A complete answer lists every line of the material where the string "flagged" occurs.
=== Begin Enclosure ===
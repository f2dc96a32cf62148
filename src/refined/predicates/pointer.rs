//! Nullability predicate for pointer-like values
//!
//! [`NonNull`] rejects the null sentinel of a handle type: a null raw
//! pointer or `None`.
//!
//! # Example
//!
//! ```rust
//! use flagged::refined::{Refined, NonNull};
//!
//! let mut slot = 3;
//! let raw: *mut i32 = &mut slot;
//!
//! assert!(Refined::<*mut i32, NonNull>::new(std::ptr::null_mut()).is_err());
//!
//! let checked = Refined::<*mut i32, NonNull>::new(raw).unwrap();
//! assert_eq!(checked.into_inner(), raw);
//! ```

use super::super::error::{RefinementError, Violation};
use super::super::{Predicate, Refined};

/// A handle type with a null sentinel.
pub trait Nullable {
    /// Whether this is the null sentinel.
    fn is_null(&self) -> bool;
}

impl<T: ?Sized> Nullable for *const T {
    #[inline]
    fn is_null(&self) -> bool {
        <*const T>::is_null(*self)
    }
}

impl<T: ?Sized> Nullable for *mut T {
    #[inline]
    fn is_null(&self) -> bool {
        <*mut T>::is_null(*self)
    }
}

impl<T> Nullable for Option<T> {
    #[inline]
    fn is_null(&self) -> bool {
        self.is_none()
    }
}

/// Handle must not be null
#[derive(Debug, Clone, Copy)]
pub struct NonNull;

impl<H: Nullable> Predicate<H> for NonNull {
    type Error = RefinementError;

    fn check(value: &H) -> Result<(), Self::Error> {
        if value.is_null() {
            Err(RefinementError::new("non-null", Violation::Null))
        } else {
            Ok(())
        }
    }

    fn description() -> &'static str {
        "non-null"
    }
}

impl<T: ?Sized> Refined<*mut T, NonNull> {
    /// The pointer as a [`std::ptr::NonNull`].
    #[inline]
    pub fn as_non_null(&self) -> std::ptr::NonNull<T> {
        // SAFETY: the NonNull predicate rejected null on construction and
        // the pointer cannot change afterwards.
        unsafe { std::ptr::NonNull::new_unchecked(*self.get()) }
    }
}

impl<T: ?Sized> Refined<*const T, NonNull> {
    /// The pointer as a [`std::ptr::NonNull`].
    #[inline]
    pub fn as_non_null(&self) -> std::ptr::NonNull<T> {
        // SAFETY: as above; the cast only changes mutability.
        unsafe { std::ptr::NonNull::new_unchecked(self.get().cast_mut()) }
    }
}

impl<T> Refined<Option<T>, NonNull> {
    /// The value inside the `Some`.
    ///
    /// # Example
    ///
    /// ```rust
    /// use flagged::refined::{Refined, NonNull};
    ///
    /// let name = Refined::<Option<&str>, NonNull>::new(Some("ada")).unwrap();
    /// assert_eq!(name.into_some(), "ada");
    /// ```
    pub fn into_some(self) -> T {
        match self.into_inner() {
            Some(value) => value,
            None => unreachable!("NonNull admitted None"),
        }
    }
}

#[cfg(test)]
mod tests {
    use super::*;

    #[test]
    fn test_null_pointer_is_rejected() {
        let null: *const i32 = std::ptr::null();
        let err = Refined::<*const i32, NonNull>::new(null).unwrap_err();
        assert_eq!(err.violation(), &Violation::Null);
        assert_eq!(err.to_string(), "non-null: handle is null");
    }

    #[test]
    fn test_non_null_pointer_round_trips() {
        let boxed = Box::into_raw(Box::new(3));
        let checked = Refined::<*mut i32, NonNull>::new(boxed).unwrap();
        assert_eq!(checked.as_non_null().as_ptr(), boxed);

        let extracted = checked.into_inner();
        assert_eq!(extracted, boxed);
        // SAFETY: `extracted` came from Box::into_raw above and is not used again
        let restored = unsafe { Box::from_raw(extracted) };
        assert_eq!(*restored, 3);
    }

    #[test]
    fn test_const_pointer_as_non_null() {
        let value = 7u8;
        let raw: *const u8 = &value;
        let checked = Refined::<*const u8, NonNull>::new(raw).unwrap();
        assert_eq!(checked.as_non_null().as_ptr().cast_const(), raw);
    }

    #[test]
    fn test_unsized_pointer() {
        let text = "abc";
        let raw: *const str = text;
        assert!(Refined::<*const str, NonNull>::new(raw).is_ok());
    }

    #[test]
    fn test_option() {
        assert!(Refined::<Option<Box<i32>>, NonNull>::new(None).is_err());
        let some = Refined::<Option<Box<i32>>, NonNull>::new(Some(Box::new(1))).unwrap();
        assert_eq!(*some.into_some(), 1);
    }
}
=== End Enclosure ===
_REPLY_
//! use flagged::refined::{Refined, NonNull};
    /// use flagged::refined::{Refined, NonNull};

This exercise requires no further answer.